Data provided START

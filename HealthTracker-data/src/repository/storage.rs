use chrono::NaiveDateTime;
use rusqlite::types::Type;
use rusqlite::{params, params_from_iter, Connection, ErrorCode, OptionalExtension, Row, ToSql};
use tracing::debug;

use crate::models::{HealthReading, NewHealthReading, NewPerson, Person, ReadingFilter, TIMESTAMP_FORMAT};
use super::errors::RepositoryError;

const READING_COLUMNS: &str = "id, owner_id, timestamp, systolic, diastolic, heart_rate, tags";

/// SQL operations shared by the SQLite repositories and batches.
///
/// Every function takes a plain connection so the same statements run both
/// on pooled connections and inside an open transaction.
pub struct DatabaseStorage;

impl DatabaseStorage {
    /// Insert a reading and return it with its assigned id
    pub fn insert_reading(conn: &Connection, reading: &NewHealthReading) -> Result<HealthReading, RepositoryError> {
        debug!(
            "Storing reading in database: owner_id={}, timestamp={}",
            reading.owner_id, reading.timestamp
        );

        conn.execute(
            "INSERT INTO health_data (owner_id, timestamp, systolic, diastolic, heart_rate, tags)
             VALUES (?1, ?2, ?3, ?4, ?5, ?6)",
            params![
                reading.owner_id,
                format_timestamp(&reading.timestamp),
                reading.systolic,
                reading.diastolic,
                reading.heart_rate,
                reading.tags,
            ],
        )
        .map_err(|e| write_error(e, reading.owner_id, &reading.timestamp))?;

        Ok(reading.clone().into_reading(conn.last_insert_rowid()))
    }

    /// Find the reading an owner recorded at exactly `timestamp`
    pub fn find_by_owner_and_timestamp(
        conn: &Connection,
        owner_id: i64,
        timestamp: &NaiveDateTime,
    ) -> Result<Option<HealthReading>, RepositoryError> {
        let sql = format!(
            "SELECT {} FROM health_data WHERE owner_id = ?1 AND timestamp = ?2",
            READING_COLUMNS
        );
        let reading = conn
            .query_row(&sql, params![owner_id, format_timestamp(timestamp)], reading_from_row)
            .optional()?;
        Ok(reading)
    }

    /// Get a reading by id
    pub fn get_reading(conn: &Connection, id: i64) -> Result<Option<HealthReading>, RepositoryError> {
        debug!("Getting reading by ID from database: id={}", id);

        let sql = format!("SELECT {} FROM health_data WHERE id = ?1", READING_COLUMNS);
        let reading = conn.query_row(&sql, params![id], reading_from_row).optional()?;
        Ok(reading)
    }

    /// Replace every mutable field of an existing reading
    pub fn update_reading(conn: &Connection, reading: &HealthReading) -> Result<HealthReading, RepositoryError> {
        debug!("Updating reading in database: id={}", reading.id);

        let changed = conn
            .execute(
                "UPDATE health_data
                 SET timestamp = ?1, systolic = ?2, diastolic = ?3, heart_rate = ?4, tags = ?5
                 WHERE id = ?6 AND owner_id = ?7",
                params![
                    format_timestamp(&reading.timestamp),
                    reading.systolic,
                    reading.diastolic,
                    reading.heart_rate,
                    reading.tags,
                    reading.id,
                    reading.owner_id,
                ],
            )
            .map_err(|e| write_error(e, reading.owner_id, &reading.timestamp))?;

        if changed == 0 {
            return Err(RepositoryError::NotFound(format!("reading {}", reading.id)));
        }
        Ok(reading.clone())
    }

    /// Delete a reading by id
    pub fn delete_reading(conn: &Connection, id: i64) -> Result<(), RepositoryError> {
        debug!("Deleting reading from database: id={}", id);

        let changed = conn.execute("DELETE FROM health_data WHERE id = ?1", params![id])?;
        if changed == 0 {
            return Err(RepositoryError::NotFound(format!("reading {}", id)));
        }
        Ok(())
    }

    /// List an owner's readings matching the filter, with the total before pagination
    pub fn list_readings(
        conn: &Connection,
        owner_id: i64,
        filter: &ReadingFilter,
    ) -> Result<(Vec<HealthReading>, usize), RepositoryError> {
        debug!("Getting filtered readings from database: owner_id={}", owner_id);

        let mut where_clauses = vec!["owner_id = ?"];
        let mut values: Vec<Box<dyn ToSql>> = vec![Box::new(owner_id)];

        if let Some(start) = &filter.start {
            where_clauses.push("timestamp >= ?");
            values.push(Box::new(format_timestamp(start)));
        }
        if let Some(end) = &filter.end {
            where_clauses.push("timestamp <= ?");
            values.push(Box::new(format_timestamp(end)));
        }

        let where_sql = where_clauses.join(" AND ");
        let direction = if filter.sort_desc { "DESC" } else { "ASC" };

        // LIMIT -1 means unbounded in SQLite
        let limit = filter.limit.map_or(-1, |l| l as i64);
        let offset = filter.offset.unwrap_or(0) as i64;

        let query = format!(
            "SELECT {} FROM health_data WHERE {} ORDER BY timestamp {} LIMIT {} OFFSET {}",
            READING_COLUMNS, where_sql, direction, limit, offset
        );

        let mut stmt = conn.prepare(&query)?;
        let rows = stmt.query_map(params_from_iter(values.iter()), reading_from_row)?;

        let mut result = Vec::new();
        for reading in rows {
            result.push(reading?);
        }

        let count_query = format!("SELECT COUNT(*) FROM health_data WHERE {}", where_sql);
        let total: i64 = conn.query_row(&count_query, params_from_iter(values.iter()), |row| row.get(0))?;

        Ok((result, total as usize))
    }

    /// Insert a person and return it with its assigned id
    pub fn insert_person(conn: &Connection, person: &NewPerson) -> Result<Person, RepositoryError> {
        debug!("Storing person in database: name={}", person.name);

        conn.execute(
            "INSERT INTO person (name, age, gender, description) VALUES (?1, ?2, ?3, ?4)",
            params![person.name, person.age, person.gender, person.description],
        )?;

        Ok(person.clone().into_person(conn.last_insert_rowid()))
    }

    pub fn get_person(conn: &Connection, id: i64) -> Result<Option<Person>, RepositoryError> {
        let person = conn
            .query_row(
                "SELECT id, name, age, gender, description FROM person WHERE id = ?1",
                params![id],
                person_from_row,
            )
            .optional()?;
        Ok(person)
    }

    pub fn list_persons(conn: &Connection) -> Result<Vec<Person>, RepositoryError> {
        let mut stmt = conn.prepare("SELECT id, name, age, gender, description FROM person ORDER BY id")?;
        let rows = stmt.query_map([], person_from_row)?;

        let mut result = Vec::new();
        for person in rows {
            result.push(person?);
        }
        Ok(result)
    }
}

fn format_timestamp(timestamp: &NaiveDateTime) -> String {
    timestamp.format(TIMESTAMP_FORMAT).to_string()
}

fn reading_from_row(row: &Row<'_>) -> rusqlite::Result<HealthReading> {
    let raw: String = row.get(2)?;
    let timestamp = NaiveDateTime::parse_from_str(&raw, TIMESTAMP_FORMAT)
        .map_err(|e| rusqlite::Error::FromSqlConversionFailure(2, Type::Text, Box::new(e)))?;

    Ok(HealthReading {
        id: row.get(0)?,
        owner_id: row.get(1)?,
        timestamp,
        systolic: row.get(3)?,
        diastolic: row.get(4)?,
        heart_rate: row.get(5)?,
        tags: row.get(6)?,
    })
}

fn person_from_row(row: &Row<'_>) -> rusqlite::Result<Person> {
    Ok(Person {
        id: row.get(0)?,
        name: row.get(1)?,
        age: row.get(2)?,
        gender: row.get(3)?,
        description: row.get(4)?,
    })
}

/// Translate constraint violations on `health_data` into repository errors
fn write_error(error: rusqlite::Error, owner_id: i64, timestamp: &NaiveDateTime) -> RepositoryError {
    if let rusqlite::Error::SqliteFailure(failure, _) = &error {
        if failure.code == ErrorCode::ConstraintViolation {
            match failure.extended_code {
                rusqlite::ffi::SQLITE_CONSTRAINT_UNIQUE => {
                    return RepositoryError::Conflict(format!(
                        "owner {} already has a reading at {}",
                        owner_id,
                        format_timestamp(timestamp)
                    ));
                }
                rusqlite::ffi::SQLITE_CONSTRAINT_FOREIGNKEY => {
                    return RepositoryError::Validation(format!("owner {} does not exist", owner_id));
                }
                _ => {}
            }
        }
    }
    RepositoryError::Sqlite(error)
}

Data provided END

What the task requires: Go line by line through the entries above and tally those that hold the word "execute"; give the tally alone.

Result of this exercise: 4